- _Instructions to follow_
From the data below, set down exactly the lines between the one holding "pub struct ModelMetrics" and the one holding "score of the", inclusive, and no others.
○ ○ ○
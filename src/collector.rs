//! Metrics collection: poll an external source, append to the actuals store

use chrono::{Timelike, Utc};
use serde::Deserialize;
use std::time::Duration;
use tracing::{error, info, warn};

use crate::error::{PipelineError, Result};
use crate::series::Sample;
use crate::store::TimeSeriesStore;

/// Abstract interface for querying the monitored scalar.
pub trait MetricsSource {
    /// Query the current instantaneous value. `Ok(None)` means the source
    /// answered but had no data for the series.
    fn query(&self) -> Result<Option<f64>>;
}

/// Prometheus HTTP API instant-query source.
pub struct PrometheusSource {
    client: reqwest::blocking::Client,
    endpoint: String,
    query: String,
}

impl PrometheusSource {
    pub fn new(base_url: &str, query: &str, timeout: Duration) -> Result<Self> {
        let client = reqwest::blocking::Client::builder()
            .timeout(timeout)
            .build()
            .map_err(|e| PipelineError::SourceUnavailable(e.to_string()))?;
        Ok(Self {
            client,
            endpoint: format!("{}/api/v1/query", base_url.trim_end_matches('/')),
            query: query.to_string(),
        })
    }
}

#[derive(Debug, Deserialize)]
struct QueryResponse {
    status: String,
    data: Option<QueryData>,
}

#[derive(Debug, Deserialize)]
struct QueryData {
    #[serde(default)]
    result: Vec<QueryResult>,
}

#[derive(Debug, Deserialize)]
struct QueryResult {
    // [unix_time, "value"] pair as returned by the query API
    value: (f64, String),
}

impl MetricsSource for PrometheusSource {
    fn query(&self) -> Result<Option<f64>> {
        let response = self
            .client
            .get(&self.endpoint)
            .query(&[("query", self.query.as_str())])
            .send()
            .and_then(|r| r.error_for_status())
            .map_err(|e| PipelineError::SourceUnavailable(e.to_string()))?;

        let body: QueryResponse = response
            .json()
            .map_err(|e| PipelineError::SourceUnavailable(e.to_string()))?;
        if body.status != "success" {
            return Err(PipelineError::SourceUnavailable(format!(
                "query returned status {}",
                body.status
            )));
        }

        match body.data.and_then(|d| d.result.into_iter().next()) {
            Some(first) => first
                .value
                .1
                .parse::<f64>()
                .map(Some)
                .map_err(|e| PipelineError::SourceUnavailable(e.to_string())),
            None => Ok(None),
        }
    }
}

/// Polls a [`MetricsSource`] on a fixed cadence and appends one sample per
/// successful poll to the actuals store. Timestamps are stamped locally at
/// collection time, not taken from the source.
pub struct Collector<S: MetricsSource> {
    source: S,
    store: TimeSeriesStore,
}

impl<S: MetricsSource> Collector<S> {
    pub fn new(source: S, store: TimeSeriesStore) -> Self {
        Self { source, store }
    }

    pub fn store(&self) -> &TimeSeriesStore {
        &self.store
    }

    /// One poll-and-append cycle. `Ok(None)` means the source had no data.
    pub fn tick(&mut self) -> Result<Option<Sample>> {
        let value = match self.source.query()? {
            Some(value) => value,
            None => return Ok(None),
        };

        let now = Utc::now();
        let sample = Sample::new(now.with_nanosecond(0).unwrap_or(now), value);
        self.store.append(sample)?;
        Ok(Some(sample))
    }

    /// Loop forever with a fixed sleep after each tick. Failures are logged
    /// and the loop waits out the normal interval; there is no backoff and
    /// no retry within a tick. The effective cadence therefore drifts by the
    /// query latency.
    pub fn run(mut self, interval: Duration) {
        info!("starting metrics collection");
        loop {
            match self.tick() {
                Ok(Some(sample)) => {
                    info!(timestamp = %sample.timestamp, value = sample.value, "appended sample");
                }
                Ok(None) => warn!("metrics source returned no data"),
                Err(err) => error!(error = %err, "collection tick failed"),
            }
            std::thread::sleep(interval);
        }
    }
}
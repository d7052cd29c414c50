//! Prometheus gauge registry and scrape endpoint

use prometheus::{Encoder, Gauge, Registry, TextEncoder};
use tracing::{error, info};
use warp::Filter;

use crate::evaluator::EvaluationReport;

/// The five model accuracy gauges behind `GET /metrics`.
#[derive(Clone)]
pub struct ModelMetrics {
    registry: Registry,
    r2: Gauge,
    rmse: Gauge,
    mse: Gauge,
    predicted: Gauge,
    actual: Gauge,
}

impl ModelMetrics {
    pub fn new() -> prometheus::Result<Self> {
        let registry = Registry::new();
        let r2 = Gauge::new("model_r2_score", "R-squared score of the model")?;
        let rmse = Gauge::new("model_rmse", "Root mean squared error of the model")?;
        let mse = Gauge::new("model_mse", "Mean squared error of the model")?;
        let predicted = Gauge::new("predicted_value", "Predicted value of the CPU usage")?;
        let actual = Gauge::new("actual_value", "Actual value of the CPU usage")?;

        registry.register(Box::new(r2.clone()))?;
        registry.register(Box::new(rmse.clone()))?;
        registry.register(Box::new(mse.clone()))?;
        registry.register(Box::new(predicted.clone()))?;
        registry.register(Box::new(actual.clone()))?;

        Ok(Self {
            registry,
            r2,
            rmse,
            mse,
            predicted,
            actual,
        })
    }

    pub fn publish(&self, report: &EvaluationReport) {
        self.r2.set(report.r2);
        self.rmse.set(report.rmse);
        self.mse.set(report.mse);
        self.predicted.set(report.predicted);
        self.actual.set(report.actual);
    }

    /// Current registry content in the Prometheus text format.
    pub fn encode(&self) -> String {
        let mut buffer = Vec::new();
        let encoder = TextEncoder::new();
        if let Err(err) = encoder.encode(&self.registry.gather(), &mut buffer) {
            error!(error = %err, "failed to encode metrics");
        }
        String::from_utf8(buffer).unwrap_or_default()
    }
}

/// Serve the scrape endpoint until the process stops.
pub async fn serve(metrics: ModelMetrics, port: u16) {
    let route = warp::get()
        .and(warp::path("metrics"))
        .map(move || {
            warp::reply::with_header(
                metrics.encode(),
                "content-type",
                "text/plain; version=0.0.4",
            )
        });

    info!(port, "metrics exposition listening");
    warp::serve(route).run(([0, 0, 0, 0], port)).await;
}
○ ○ ○
- _Task result_
pub struct ModelMetrics {
    registry: Registry,
    r2: Gauge,
    rmse: Gauge,
    mse: Gauge,
    predicted: Gauge,
    actual: Gauge,
}

impl ModelMetrics {
    pub fn new() -> prometheus::Result<Self> {
        let registry = Registry::new();
        let r2 = Gauge::new("model_r2_score", "R-squared score of the model")?;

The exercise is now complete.